Spying recounts another Horwitz trek across the country, stopping and talking with people. He has a knack for highlighting the most personal and historical areas he finds.

He hangs his book on following the route of Frederic Law Olmsted who wrote a series of articles about touring the South before the Civil War. He mostly walked the road and just talked to people and wrote. Journalistic standards were more lax then, so Horwitz assesses those stories skeptically. Olmsted was a staunch abolitionist and he both documented and supported efforts to overturn slavery on those trips. He’s an unreliable narrator, but an interesting route generator.

Most of Spying is Horwitz working his interviewing and exploring magic, and I enjoyed it. There is a surprisingly long section where he reprises the plot of City Slickers while seeming completely oblivious to that movie’s existence. Skip it if you don’t want to see a non-Jack-Palance cattle drive without the cattle. Overall I learned a lot and enjoyed the book.

Strongly recommended.

Grap release

June 10th, 2020

If you’re looking for another harbinger of the End Times, consider this grap release. The changes are minor, but the code is now available from github.

Enjoy!

Review: Station Eleven

June 6th, 2020

Station Eleven comes with an excellent pedigree. Emily St. John Mandel’s novel was nominated for many awards – winning several – and got a shout out from the folks at Make Me Smart. It’s partially based in a post-pandemic world, which resonates with the current times pretty strongly.

Even without the timely topical resonances, it’s quite a good book. She’s written a nice combination of plot-driven mystery in the vein of Crash or Magnolia, post-apocalyptic page turner, celebrity send-up, and meditation on the role of art in societies both pre- and post-industrial. That’s a lot of balls to keep up in the air, and she does it with brio.

The structure is impeccable and the writing is quite lively. There’s a lot to like here, but beyond the resonances with my current safer-at-home perspective, it never caught fire for me. That’s strange and frustrating for me to conclude. Analytically, I can point at a lot of great features of this book, but nothing brought it alive for me. I guess I chalk it up to the magic of art. If it does sound like something you’d life, do give it a try. As I say, I think it’s very well done. It may pop for you in a way it did not for me.

Recommended.

Review: Seven Brief Lessons on Physics

May 24th, 2020

Carlo Rovelli wrote a series of short essays on physics for the European press recently that Seven Brief Lessons collects. They are very short – a few pages each – but do a remarkable job introducing and motivating the ideas for a lay audience.

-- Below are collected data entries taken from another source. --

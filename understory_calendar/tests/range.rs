// Copyright 2025 the Understory Authors
// SPDX-License-Identifier: Apache-2.0 OR MIT

//! Range calendar behavior through the public API.

use std::cell::RefCell;
use std::rc::Rc;

use chrono::NaiveDate;
use understory_calendar::{
    CalendarProps, DateRange, RangeCalendarProps, RangeCalendarState, ValidationState,
};
use understory_collection::TextDirection;
use understory_event_state::keyboard::{Key, KeyboardEvent, Modifiers, NamedKey};

fn jan(day: u32) -> NaiveDate {
    NaiveDate::from_ymd_opt(2024, 1, day).unwrap()
}

fn january_props() -> RangeCalendarProps {
    RangeCalendarProps::new(
        CalendarProps::default()
            .with_bounds(Some(jan(1)), Some(jan(31)))
            .with_default_focused_value(jan(10)),
    )
}

fn booked_15th(props: RangeCalendarProps) -> RangeCalendarState {
    RangeCalendarState::new(props).with_date_unavailable(|date| date == jan(15))
}

type Changes = Rc<RefCell<Vec<Option<DateRange>>>>;

fn recorded(state: RangeCalendarState) -> (RangeCalendarState, Changes) {
    let changes = Changes::default();
    let sink = Rc::clone(&changes);
    let state = state.with_on_change(move |value| sink.borrow_mut().push(*value));
    (state, changes)
}

fn key(key: NamedKey) -> KeyboardEvent {
    KeyboardEvent::new(key)
}

#[test]
fn range_stops_before_an_unavailable_day() {
    let (mut state, changes) = recorded(booked_15th(january_props()));

    state.select_date(jan(10));
    assert_eq!(state.anchor_date(), Some(jan(10)));
    assert!(changes.borrow().is_empty());

    state.select_date(jan(20));
    assert_eq!(state.value(), Some(DateRange::new(jan(10), jan(14))));
    assert_eq!(state.anchor_date(), None);
    assert_eq!(*changes.borrow(), [Some(DateRange::new(jan(10), jan(14)))]);
}

#[test]
fn backwards_pick_orders_the_range() {
    let mut state = booked_15th(january_props());
    state.select_date(jan(20));
    state.select_date(jan(17));
    assert_eq!(state.value(), Some(DateRange::new(jan(17), jan(20))));

    state.select_date(jan(20));
    state.select_date(jan(3));
    assert_eq!(state.value(), Some(DateRange::new(jan(16), jan(20))));
}

#[test]
fn non_contiguous_ranges_may_span_unavailable_days() {
    let mut state = booked_15th(january_props().with_allows_non_contiguous_ranges(true));
    state.select_date(jan(10));
    state.select_date(jan(20));
    assert_eq!(state.value(), Some(DateRange::new(jan(10), jan(20))));
    // The unavailable day is inside the range but never paints as selected.
    assert!(!state.is_selected(jan(15)));
    assert!(state.is_selected(jan(16)));
    assert_eq!(state.validation_state(), ValidationState::Valid);
}

#[test]
fn picks_are_clamped_to_bounds() {
    let mut state = RangeCalendarState::new(RangeCalendarProps::new(
        CalendarProps::default()
            .with_bounds(Some(jan(5)), Some(jan(25)))
            .with_default_focused_value(jan(10)),
    ));
    state.select_date(jan(1));
    assert_eq!(state.anchor_date(), Some(jan(5)));
    state.select_date(jan(31));
    assert_eq!(state.value(), Some(DateRange::new(jan(5), jan(25))));
}

#[test]
fn read_only_and_disabled_ignore_picks() {
    let mut state = booked_15th(RangeCalendarProps::new(
        CalendarProps::default()
            .with_default_focused_value(jan(10))
            .with_read_only(true),
    ));
    state.select_date(jan(10));
    assert_eq!(state.anchor_date(), None);

    let mut state = booked_15th(RangeCalendarProps::new(
        CalendarProps::default()
            .with_default_focused_value(jan(10))
            .with_disabled(true),
    ));
    state.select_date(jan(10));
    assert_eq!(state.anchor_date(), None);
    assert!(!state.on_key_down(&key(NamedKey::Enter), TextDirection::Ltr).is_handled());
}

#[test]
fn highlight_follows_focus_while_anchored() {
    let mut state = booked_15th(january_props());
    state.highlight_date(jan(12));
    assert_eq!(state.calendar().focused_date(), jan(10));
    assert_eq!(state.highlighted_range(), None);

    state.select_date(jan(10));
    state.highlight_date(jan(13));
    assert_eq!(state.highlighted_range(), Some(DateRange::new(jan(10), jan(13))));
    assert!(state.is_selected(jan(12)));
    assert!(!state.is_selected(jan(14)));

    // Focus cannot move past the last reachable day.
    state.highlight_date(jan(25));
    assert_eq!(state.calendar().focused_date(), jan(14));
    assert!(state.is_invalid(jan(16)));
}

#[test]
fn keyboard_builds_a_range() {
    let mut state = booked_15th(january_props());
    state.on_focus_in();
    assert!(state.calendar().is_focused());

    assert!(state.on_key_down(&key(NamedKey::Enter), TextDirection::Ltr).is_handled());
    assert_eq!(state.anchor_date(), Some(jan(10)));

    state.on_key_down(&key(NamedKey::ArrowDown), TextDirection::Ltr);
    assert_eq!(state.calendar().focused_date(), jan(14));

    state.on_key_down(&key(NamedKey::ArrowLeft), TextDirection::Ltr);
    assert_eq!(state.calendar().focused_date(), jan(13));

    state.on_key_down(&KeyboardEvent::character(' '), TextDirection::Ltr);
    assert_eq!(state.value(), Some(DateRange::new(jan(10), jan(13))));

    state.on_focus_out();
    assert!(!state.calendar().is_focused());
}

#[test]
fn grid_keys_respect_direction_and_paging() {
    let mut state = RangeCalendarState::new(RangeCalendarProps::new(
        CalendarProps::default().with_default_focused_value(jan(10)),
    ));

    state.on_key_down(&key(NamedKey::ArrowLeft), TextDirection::Rtl);
    assert_eq!(state.calendar().focused_date(), jan(11));
    state.on_key_down(&key(NamedKey::ArrowUp), TextDirection::Ltr);
    assert_eq!(state.calendar().focused_date(), jan(4));

    state.on_key_down(&key(NamedKey::End), TextDirection::Ltr);
    assert_eq!(state.calendar().focused_date(), jan(31));
    state.on_key_down(&key(NamedKey::Home), TextDirection::Ltr);
    assert_eq!(state.calendar().focused_date(), jan(1));

    state.on_key_down(&key(NamedKey::PageDown), TextDirection::Ltr);
    assert_eq!(
        state.calendar().focused_date(),
        NaiveDate::from_ymd_opt(2024, 2, 1).unwrap()
    );
    state.on_key_down(
        &key(NamedKey::PageUp).with_modifiers(Modifiers::SHIFT),
        TextDirection::Ltr,
    );
    assert_eq!(
        state.calendar().focused_date(),
        NaiveDate::from_ymd_opt(2023, 2, 1).unwrap()
    );

    assert!(
        !state
            .on_key_down(&KeyboardEvent::new(Key::Character('x')), TextDirection::Ltr)
            .is_handled()
    );
}

#[test]
fn escape_drops_the_anchor() {
    let mut state = booked_15th(january_props());
    assert!(!state.on_key_down(&key(NamedKey::Escape), TextDirection::Ltr).is_handled());

    state.select_date(jan(10));
    assert!(state.on_key_down(&key(NamedKey::Escape), TextDirection::Ltr).is_handled());
    assert_eq!(state.anchor_date(), None);
    assert!(!state.is_invalid(jan(20)));
}

#[test]
fn validation_reports_unavailable_endpoints() {
    let state = booked_15th(january_props().with_default_value(DateRange::new(jan(15), jan(18))));
    assert_eq!(state.validation_state(), ValidationState::Invalid);

    let state = booked_15th(
        january_props().with_default_value(DateRange::new(
            NaiveDate::from_ymd_opt(2023, 12, 30).unwrap(),
            jan(3),
        )),
    );
    assert_eq!(state.validation_state(), ValidationState::Invalid);

    let mut state = booked_15th(
        january_props()
            .with_default_value(DateRange::new(jan(15), jan(18)))
            .with_validation_state(ValidationState::Valid),
    );
    assert_eq!(state.validation_state(), ValidationState::Valid);
    state.set_validation_state(None);
    assert_eq!(state.validation_state(), ValidationState::Invalid);

    // A gesture in progress is not judged.
    state.select_date(jan(3));
    assert_eq!(state.validation_state(), ValidationState::Valid);
}

#[test]
fn controlled_value_reports_without_changing() {
    let (mut state, changes) = recorded(booked_15th(
        january_props().with_value(DateRange::new(jan(2), jan(4))),
    ));
    state.select_date(jan(10));
    state.select_date(jan(12));
    assert_eq!(state.value(), Some(DateRange::new(jan(2), jan(4))));
    assert_eq!(*changes.borrow(), [Some(DateRange::new(jan(10), jan(12)))]);

    state.set_controlled_value(Some(DateRange::new(jan(10), jan(12))));
    assert_eq!(state.value(), Some(DateRange::new(jan(10), jan(12))));
    assert!(state.is_selected(jan(11)));
}

#[test]
fn dragging_flag_clears_on_focus_out() {
    let mut state = booked_15th(january_props());
    state.set_dragging(true);
    assert!(state.is_dragging());
    state.on_focus_out();
    assert!(!state.is_dragging());
}

#[test]
fn leading_days_before_the_view_can_anchor() {
    let feb = |day| NaiveDate::from_ymd_opt(2024, 2, day).unwrap();
    let mut state = RangeCalendarState::new(RangeCalendarProps::new(
        CalendarProps::default().with_default_focused_value(feb(10)),
    ));
    assert_eq!(state.calendar().visible_range().start, feb(1));

    state.select_date(jan(30));
    assert_eq!(state.anchor_date(), Some(jan(30)));
    state.select_date(feb(3));
    assert_eq!(state.value(), Some(DateRange::new(jan(30), feb(3))));
}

I think I have a reasonable grasp of physics for a lay person and I got a couple new insights on the ideas and their importance.

If you’re even mildly curious about physics, these are a nice introduction to some of the exciting and evolving areas. They’re small enough to read in a few minutes each, which makes Seven Brief Lessons is a tasty physics appetizer.

Strongly recommended.

Review: VALIS

May 24th, 2020

VALIS distills a lot of the themes that draw readers to Philip K. Dick. It’s an amazing mix of personal experience, paranoid fantasy, speculation, analysis, research, and gnostic epistemology. That sounds impossible to pull off, and it is. And it’s a classic.

It has its flaws. There are parts that are primarily street preacher rantings. There are parts that are droning exposition. There are parts that are pages of unorthodox interpretation of meticulous religious scholarship. There is a bit of internal self-therapy.

And yet, a shape emerges from this oddly formed piece of writing that wormed its way into my psyche and stuck there, probably permanently. Some of it is the creative interpretation of philosophical and Fortean ideas. Some of it is genuine insight into the workings of our imperfect minds. Some of it is the bold honesty of projecting his life onto the page. Dick presents ideas and connections between ideas in ways that ring powerfully when struck by conventional ideas.

That’s not a great capsule for people deciding whether to read it or not. I think if your path has led you to VALIS, you should read it and it may connect. If not, I wouldn’t go looking. It’s the kind of book that finds you.

Strongly recommended if it does ring your doorbell.